= Beginning of Section =

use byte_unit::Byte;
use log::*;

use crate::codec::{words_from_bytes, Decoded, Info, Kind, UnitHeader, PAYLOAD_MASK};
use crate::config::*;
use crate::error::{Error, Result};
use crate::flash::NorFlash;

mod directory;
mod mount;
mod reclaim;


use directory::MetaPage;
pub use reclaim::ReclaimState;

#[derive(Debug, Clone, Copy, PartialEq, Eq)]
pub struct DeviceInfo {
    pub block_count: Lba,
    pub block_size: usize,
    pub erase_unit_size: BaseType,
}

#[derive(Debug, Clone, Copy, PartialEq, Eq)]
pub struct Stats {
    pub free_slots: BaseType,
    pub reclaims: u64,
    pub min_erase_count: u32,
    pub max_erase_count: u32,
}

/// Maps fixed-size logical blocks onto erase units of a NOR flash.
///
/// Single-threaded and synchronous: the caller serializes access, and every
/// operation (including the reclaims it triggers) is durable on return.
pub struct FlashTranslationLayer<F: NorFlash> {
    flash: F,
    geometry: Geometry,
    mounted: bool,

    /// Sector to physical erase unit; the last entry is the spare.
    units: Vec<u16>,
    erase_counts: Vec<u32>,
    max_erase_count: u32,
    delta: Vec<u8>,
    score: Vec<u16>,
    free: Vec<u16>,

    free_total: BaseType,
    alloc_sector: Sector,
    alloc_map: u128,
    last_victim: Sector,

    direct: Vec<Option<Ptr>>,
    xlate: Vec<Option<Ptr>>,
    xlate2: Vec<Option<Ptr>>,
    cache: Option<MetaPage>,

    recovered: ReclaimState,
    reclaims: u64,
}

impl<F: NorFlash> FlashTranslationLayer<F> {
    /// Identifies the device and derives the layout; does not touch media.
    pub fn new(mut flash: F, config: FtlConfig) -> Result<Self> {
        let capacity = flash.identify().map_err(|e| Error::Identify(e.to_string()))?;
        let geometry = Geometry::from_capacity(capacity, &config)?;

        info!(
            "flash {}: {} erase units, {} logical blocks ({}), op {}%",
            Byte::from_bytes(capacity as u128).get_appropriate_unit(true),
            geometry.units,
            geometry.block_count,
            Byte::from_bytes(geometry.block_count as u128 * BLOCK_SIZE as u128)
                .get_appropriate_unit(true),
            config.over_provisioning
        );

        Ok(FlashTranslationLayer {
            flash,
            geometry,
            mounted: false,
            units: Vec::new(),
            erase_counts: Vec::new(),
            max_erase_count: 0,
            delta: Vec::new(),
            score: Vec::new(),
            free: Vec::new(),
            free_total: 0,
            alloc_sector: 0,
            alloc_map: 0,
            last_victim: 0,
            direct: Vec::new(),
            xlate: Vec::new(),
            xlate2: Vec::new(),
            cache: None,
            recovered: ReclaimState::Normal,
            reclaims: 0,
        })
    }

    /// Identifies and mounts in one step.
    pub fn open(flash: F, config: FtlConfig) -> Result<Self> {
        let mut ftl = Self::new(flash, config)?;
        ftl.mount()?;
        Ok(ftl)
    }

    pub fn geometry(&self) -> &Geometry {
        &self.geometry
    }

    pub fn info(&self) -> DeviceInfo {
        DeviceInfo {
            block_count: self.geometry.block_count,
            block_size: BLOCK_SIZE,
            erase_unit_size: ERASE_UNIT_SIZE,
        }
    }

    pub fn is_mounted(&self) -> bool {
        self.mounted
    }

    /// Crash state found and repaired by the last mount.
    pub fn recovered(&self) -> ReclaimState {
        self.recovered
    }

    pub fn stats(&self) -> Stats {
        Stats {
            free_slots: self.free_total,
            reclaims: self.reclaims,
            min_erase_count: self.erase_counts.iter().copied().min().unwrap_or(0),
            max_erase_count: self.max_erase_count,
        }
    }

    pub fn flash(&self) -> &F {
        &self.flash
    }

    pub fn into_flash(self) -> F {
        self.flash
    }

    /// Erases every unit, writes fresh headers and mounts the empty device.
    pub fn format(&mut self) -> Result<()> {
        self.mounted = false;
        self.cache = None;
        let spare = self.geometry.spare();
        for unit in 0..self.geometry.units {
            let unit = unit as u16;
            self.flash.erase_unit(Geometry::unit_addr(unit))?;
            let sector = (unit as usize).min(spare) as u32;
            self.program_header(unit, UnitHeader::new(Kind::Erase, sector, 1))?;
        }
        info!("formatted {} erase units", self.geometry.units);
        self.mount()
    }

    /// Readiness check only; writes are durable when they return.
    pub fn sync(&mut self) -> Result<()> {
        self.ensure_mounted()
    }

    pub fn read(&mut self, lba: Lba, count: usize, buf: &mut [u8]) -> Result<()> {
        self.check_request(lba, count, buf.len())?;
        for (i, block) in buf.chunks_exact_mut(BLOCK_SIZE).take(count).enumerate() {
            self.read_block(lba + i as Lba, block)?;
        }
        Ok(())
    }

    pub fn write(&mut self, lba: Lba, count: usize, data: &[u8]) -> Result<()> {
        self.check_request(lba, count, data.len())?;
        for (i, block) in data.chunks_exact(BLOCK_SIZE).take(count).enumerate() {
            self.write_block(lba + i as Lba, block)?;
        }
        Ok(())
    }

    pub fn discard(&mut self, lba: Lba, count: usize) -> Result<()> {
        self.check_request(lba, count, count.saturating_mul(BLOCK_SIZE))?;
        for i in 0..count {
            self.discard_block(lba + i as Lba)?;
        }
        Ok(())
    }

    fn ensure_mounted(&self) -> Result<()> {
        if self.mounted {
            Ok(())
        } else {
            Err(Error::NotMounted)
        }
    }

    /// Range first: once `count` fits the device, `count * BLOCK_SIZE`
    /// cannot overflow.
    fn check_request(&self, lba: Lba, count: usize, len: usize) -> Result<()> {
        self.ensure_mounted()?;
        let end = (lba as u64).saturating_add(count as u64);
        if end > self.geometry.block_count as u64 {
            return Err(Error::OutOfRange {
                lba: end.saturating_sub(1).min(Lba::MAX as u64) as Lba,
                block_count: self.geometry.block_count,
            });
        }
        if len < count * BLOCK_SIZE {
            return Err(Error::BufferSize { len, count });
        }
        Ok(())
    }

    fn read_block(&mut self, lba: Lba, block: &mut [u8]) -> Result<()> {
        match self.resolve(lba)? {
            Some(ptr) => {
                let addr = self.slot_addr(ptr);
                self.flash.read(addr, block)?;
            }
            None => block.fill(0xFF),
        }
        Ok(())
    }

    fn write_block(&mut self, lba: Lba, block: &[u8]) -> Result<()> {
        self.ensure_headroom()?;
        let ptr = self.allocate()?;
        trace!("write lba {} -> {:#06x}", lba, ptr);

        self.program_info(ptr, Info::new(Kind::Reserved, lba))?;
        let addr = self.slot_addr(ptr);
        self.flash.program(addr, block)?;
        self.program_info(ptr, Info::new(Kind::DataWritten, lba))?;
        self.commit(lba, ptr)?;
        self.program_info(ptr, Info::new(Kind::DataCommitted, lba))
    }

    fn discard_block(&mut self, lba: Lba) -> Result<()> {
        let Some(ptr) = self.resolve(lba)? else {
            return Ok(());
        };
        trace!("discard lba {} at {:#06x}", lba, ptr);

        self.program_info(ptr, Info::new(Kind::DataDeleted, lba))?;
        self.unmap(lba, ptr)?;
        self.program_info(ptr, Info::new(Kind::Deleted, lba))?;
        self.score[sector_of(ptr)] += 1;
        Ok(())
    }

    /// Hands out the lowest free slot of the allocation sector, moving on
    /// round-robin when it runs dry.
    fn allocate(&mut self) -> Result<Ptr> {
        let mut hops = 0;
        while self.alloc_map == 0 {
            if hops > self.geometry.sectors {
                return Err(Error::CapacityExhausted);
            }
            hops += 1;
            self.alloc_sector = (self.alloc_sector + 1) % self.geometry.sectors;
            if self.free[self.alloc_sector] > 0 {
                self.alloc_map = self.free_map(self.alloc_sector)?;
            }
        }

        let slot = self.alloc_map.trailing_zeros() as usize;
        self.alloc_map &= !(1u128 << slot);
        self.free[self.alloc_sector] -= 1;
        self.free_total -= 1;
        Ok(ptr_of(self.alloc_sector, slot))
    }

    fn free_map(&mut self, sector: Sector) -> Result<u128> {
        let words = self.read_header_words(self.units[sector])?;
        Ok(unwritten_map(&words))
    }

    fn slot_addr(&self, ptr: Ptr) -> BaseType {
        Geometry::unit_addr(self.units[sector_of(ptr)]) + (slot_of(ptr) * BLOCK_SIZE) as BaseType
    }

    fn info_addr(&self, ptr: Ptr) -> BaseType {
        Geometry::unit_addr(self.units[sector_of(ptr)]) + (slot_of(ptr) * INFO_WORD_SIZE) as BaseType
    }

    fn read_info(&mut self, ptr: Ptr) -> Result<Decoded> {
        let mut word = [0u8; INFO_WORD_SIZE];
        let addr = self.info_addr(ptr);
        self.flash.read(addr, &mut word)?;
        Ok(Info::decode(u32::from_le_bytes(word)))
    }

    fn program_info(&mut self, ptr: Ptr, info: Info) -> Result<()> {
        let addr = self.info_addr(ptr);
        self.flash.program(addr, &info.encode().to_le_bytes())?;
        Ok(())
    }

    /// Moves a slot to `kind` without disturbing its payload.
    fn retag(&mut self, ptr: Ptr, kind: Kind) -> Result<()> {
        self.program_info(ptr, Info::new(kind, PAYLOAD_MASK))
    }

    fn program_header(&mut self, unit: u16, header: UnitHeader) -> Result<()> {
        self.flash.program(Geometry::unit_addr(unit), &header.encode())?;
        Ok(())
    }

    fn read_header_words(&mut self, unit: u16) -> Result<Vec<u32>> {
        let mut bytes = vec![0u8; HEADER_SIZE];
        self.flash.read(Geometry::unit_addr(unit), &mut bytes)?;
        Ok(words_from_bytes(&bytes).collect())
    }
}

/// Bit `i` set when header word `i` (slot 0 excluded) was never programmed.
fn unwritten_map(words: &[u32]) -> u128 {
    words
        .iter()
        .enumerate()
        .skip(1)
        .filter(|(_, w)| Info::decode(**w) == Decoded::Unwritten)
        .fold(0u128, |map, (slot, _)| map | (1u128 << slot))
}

= End of Section =

▸ Aim of the task:
Copy out precisely the lines from the line with "self.mounted = false;" to the line with "Range first: once" in the material above, including those two lines and omitting all the rest.

▸ Reply to the task:
        self.mounted = false;
        self.cache = None;
        let spare = self.geometry.spare();
        for unit in 0..self.geometry.units {
            let unit = unit as u16;
            self.flash.erase_unit(Geometry::unit_addr(unit))?;
            let sector = (unit as usize).min(spare) as u32;
            self.program_header(unit, UnitHeader::new(Kind::Erase, sector, 1))?;
        }
        info!("formatted {} erase units", self.geometry.units);
        self.mount()
    }

    /// Readiness check only; writes are durable when they return.
    pub fn sync(&mut self) -> Result<()> {
        self.ensure_mounted()
    }

    pub fn read(&mut self, lba: Lba, count: usize, buf: &mut [u8]) -> Result<()> {
        self.check_request(lba, count, buf.len())?;
        for (i, block) in buf.chunks_exact_mut(BLOCK_SIZE).take(count).enumerate() {
            self.read_block(lba + i as Lba, block)?;
        }
        Ok(())
    }

    pub fn write(&mut self, lba: Lba, count: usize, data: &[u8]) -> Result<()> {
        self.check_request(lba, count, data.len())?;
        for (i, block) in data.chunks_exact(BLOCK_SIZE).take(count).enumerate() {
            self.write_block(lba + i as Lba, block)?;
        }
        Ok(())
    }

    pub fn discard(&mut self, lba: Lba, count: usize) -> Result<()> {
        self.check_request(lba, count, count.saturating_mul(BLOCK_SIZE))?;
        for i in 0..count {
            self.discard_block(lba + i as Lba)?;
        }
        Ok(())
    }

    fn ensure_mounted(&self) -> Result<()> {
        if self.mounted {
            Ok(())
        } else {
            Err(Error::NotMounted)
        }
    }

    /// Range first: once `count` fits the device, `count * BLOCK_SIZE`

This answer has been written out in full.